Your task.
Please find the lines in the entries below that contain the word "Clock", and copy each one.

Supplied records.

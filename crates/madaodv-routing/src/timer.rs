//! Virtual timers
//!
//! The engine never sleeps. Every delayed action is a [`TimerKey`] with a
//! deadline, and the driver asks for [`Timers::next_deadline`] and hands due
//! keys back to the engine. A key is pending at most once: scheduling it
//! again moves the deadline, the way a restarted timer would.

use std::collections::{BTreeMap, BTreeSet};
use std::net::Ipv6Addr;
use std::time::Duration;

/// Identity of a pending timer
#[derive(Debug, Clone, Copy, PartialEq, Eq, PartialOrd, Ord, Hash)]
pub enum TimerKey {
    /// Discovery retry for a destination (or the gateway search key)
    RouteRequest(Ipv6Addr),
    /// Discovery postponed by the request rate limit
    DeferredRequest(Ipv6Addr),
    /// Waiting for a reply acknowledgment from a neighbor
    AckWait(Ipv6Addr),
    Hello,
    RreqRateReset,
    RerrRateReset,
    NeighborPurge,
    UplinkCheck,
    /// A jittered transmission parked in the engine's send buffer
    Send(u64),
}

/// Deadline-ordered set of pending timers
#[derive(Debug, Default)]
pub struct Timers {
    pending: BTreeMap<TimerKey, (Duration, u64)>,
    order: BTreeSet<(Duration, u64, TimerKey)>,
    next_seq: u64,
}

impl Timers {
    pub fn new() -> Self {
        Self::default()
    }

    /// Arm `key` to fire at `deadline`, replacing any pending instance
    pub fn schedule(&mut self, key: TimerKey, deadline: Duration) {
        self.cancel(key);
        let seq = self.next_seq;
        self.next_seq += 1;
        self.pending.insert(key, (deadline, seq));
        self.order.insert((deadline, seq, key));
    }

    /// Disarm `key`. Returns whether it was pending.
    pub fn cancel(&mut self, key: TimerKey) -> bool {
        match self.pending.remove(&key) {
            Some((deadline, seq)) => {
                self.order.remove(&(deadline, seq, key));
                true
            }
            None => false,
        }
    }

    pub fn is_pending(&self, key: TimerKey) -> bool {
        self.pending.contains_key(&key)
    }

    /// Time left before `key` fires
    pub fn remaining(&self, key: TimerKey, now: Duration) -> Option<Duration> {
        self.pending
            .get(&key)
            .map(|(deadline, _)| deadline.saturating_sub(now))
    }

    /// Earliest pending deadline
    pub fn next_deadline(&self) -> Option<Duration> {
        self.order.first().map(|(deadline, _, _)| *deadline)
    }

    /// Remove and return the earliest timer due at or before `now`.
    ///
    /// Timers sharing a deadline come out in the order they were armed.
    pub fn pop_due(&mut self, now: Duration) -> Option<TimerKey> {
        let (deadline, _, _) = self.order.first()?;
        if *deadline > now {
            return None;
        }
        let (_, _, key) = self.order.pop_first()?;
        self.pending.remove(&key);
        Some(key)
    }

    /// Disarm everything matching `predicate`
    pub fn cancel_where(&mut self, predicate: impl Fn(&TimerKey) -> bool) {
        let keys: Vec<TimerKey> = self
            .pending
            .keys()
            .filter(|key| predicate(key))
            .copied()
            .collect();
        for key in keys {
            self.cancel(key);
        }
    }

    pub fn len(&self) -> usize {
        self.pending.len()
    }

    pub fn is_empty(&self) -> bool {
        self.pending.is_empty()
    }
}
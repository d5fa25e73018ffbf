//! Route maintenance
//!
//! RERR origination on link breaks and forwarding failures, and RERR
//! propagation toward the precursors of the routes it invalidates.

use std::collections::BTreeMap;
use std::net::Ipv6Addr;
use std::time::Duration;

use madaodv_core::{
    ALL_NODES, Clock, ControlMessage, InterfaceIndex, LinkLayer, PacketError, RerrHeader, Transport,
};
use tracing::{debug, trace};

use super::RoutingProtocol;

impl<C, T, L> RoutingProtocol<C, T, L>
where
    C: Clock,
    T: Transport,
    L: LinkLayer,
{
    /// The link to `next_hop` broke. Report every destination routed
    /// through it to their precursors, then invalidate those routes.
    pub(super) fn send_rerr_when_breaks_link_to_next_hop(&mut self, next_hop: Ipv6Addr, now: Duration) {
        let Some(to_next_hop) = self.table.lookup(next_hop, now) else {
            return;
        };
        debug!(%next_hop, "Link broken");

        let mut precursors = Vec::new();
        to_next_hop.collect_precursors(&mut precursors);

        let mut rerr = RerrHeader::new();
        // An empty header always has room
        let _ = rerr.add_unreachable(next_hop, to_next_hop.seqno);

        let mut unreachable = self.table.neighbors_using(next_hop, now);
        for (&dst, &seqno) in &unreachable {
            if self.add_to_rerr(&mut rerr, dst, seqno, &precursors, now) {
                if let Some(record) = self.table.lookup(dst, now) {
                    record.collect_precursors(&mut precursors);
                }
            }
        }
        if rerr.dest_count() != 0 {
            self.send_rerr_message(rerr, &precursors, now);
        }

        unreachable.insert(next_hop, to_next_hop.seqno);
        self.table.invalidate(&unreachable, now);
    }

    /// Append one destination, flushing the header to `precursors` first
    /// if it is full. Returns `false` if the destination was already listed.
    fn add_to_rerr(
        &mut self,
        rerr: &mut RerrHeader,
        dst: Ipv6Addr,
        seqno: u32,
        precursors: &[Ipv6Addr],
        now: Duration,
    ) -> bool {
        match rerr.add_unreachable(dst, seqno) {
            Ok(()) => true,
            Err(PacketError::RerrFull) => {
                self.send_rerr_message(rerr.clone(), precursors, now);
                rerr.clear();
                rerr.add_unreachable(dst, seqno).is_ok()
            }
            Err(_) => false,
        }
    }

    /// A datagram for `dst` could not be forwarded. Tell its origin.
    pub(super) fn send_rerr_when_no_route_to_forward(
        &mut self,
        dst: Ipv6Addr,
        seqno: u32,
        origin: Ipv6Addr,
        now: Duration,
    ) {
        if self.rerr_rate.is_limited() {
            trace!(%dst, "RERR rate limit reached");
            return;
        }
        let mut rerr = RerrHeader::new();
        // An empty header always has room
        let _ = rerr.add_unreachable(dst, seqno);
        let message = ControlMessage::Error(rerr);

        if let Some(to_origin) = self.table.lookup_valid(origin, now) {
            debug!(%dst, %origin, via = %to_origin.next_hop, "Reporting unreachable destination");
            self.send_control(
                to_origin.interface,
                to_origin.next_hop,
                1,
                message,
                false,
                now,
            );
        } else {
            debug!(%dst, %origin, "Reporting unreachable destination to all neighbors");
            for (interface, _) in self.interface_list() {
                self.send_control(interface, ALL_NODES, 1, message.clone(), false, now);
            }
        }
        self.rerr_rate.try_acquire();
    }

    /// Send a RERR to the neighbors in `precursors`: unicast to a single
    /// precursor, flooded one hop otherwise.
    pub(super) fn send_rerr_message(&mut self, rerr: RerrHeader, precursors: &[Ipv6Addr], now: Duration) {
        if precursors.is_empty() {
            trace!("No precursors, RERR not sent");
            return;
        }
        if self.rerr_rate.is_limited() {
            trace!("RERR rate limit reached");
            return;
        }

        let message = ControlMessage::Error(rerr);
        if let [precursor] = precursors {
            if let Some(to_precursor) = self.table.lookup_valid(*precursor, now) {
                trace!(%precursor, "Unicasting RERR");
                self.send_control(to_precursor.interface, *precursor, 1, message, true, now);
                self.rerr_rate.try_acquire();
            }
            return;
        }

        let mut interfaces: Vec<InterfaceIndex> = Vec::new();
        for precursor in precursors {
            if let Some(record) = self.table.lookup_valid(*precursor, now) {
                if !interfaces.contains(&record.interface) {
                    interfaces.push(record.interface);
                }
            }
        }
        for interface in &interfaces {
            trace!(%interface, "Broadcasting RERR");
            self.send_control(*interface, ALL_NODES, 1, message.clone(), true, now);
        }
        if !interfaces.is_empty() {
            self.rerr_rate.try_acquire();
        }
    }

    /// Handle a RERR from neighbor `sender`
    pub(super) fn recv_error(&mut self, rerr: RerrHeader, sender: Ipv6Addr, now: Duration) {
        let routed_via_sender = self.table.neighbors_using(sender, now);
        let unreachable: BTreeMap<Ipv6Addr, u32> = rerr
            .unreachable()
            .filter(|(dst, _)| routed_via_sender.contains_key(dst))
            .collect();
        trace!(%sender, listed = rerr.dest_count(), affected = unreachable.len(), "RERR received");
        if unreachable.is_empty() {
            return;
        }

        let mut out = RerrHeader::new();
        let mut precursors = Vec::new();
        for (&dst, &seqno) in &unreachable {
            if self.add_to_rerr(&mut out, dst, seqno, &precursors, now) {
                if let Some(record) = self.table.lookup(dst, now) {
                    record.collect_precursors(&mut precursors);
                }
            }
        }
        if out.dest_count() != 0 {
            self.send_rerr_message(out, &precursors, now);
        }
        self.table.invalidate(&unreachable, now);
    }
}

Written response.
    ALL_NODES, Clock, ControlMessage, InterfaceIndex, LinkLayer, PacketError, RerrHeader, Transport,
    C: Clock,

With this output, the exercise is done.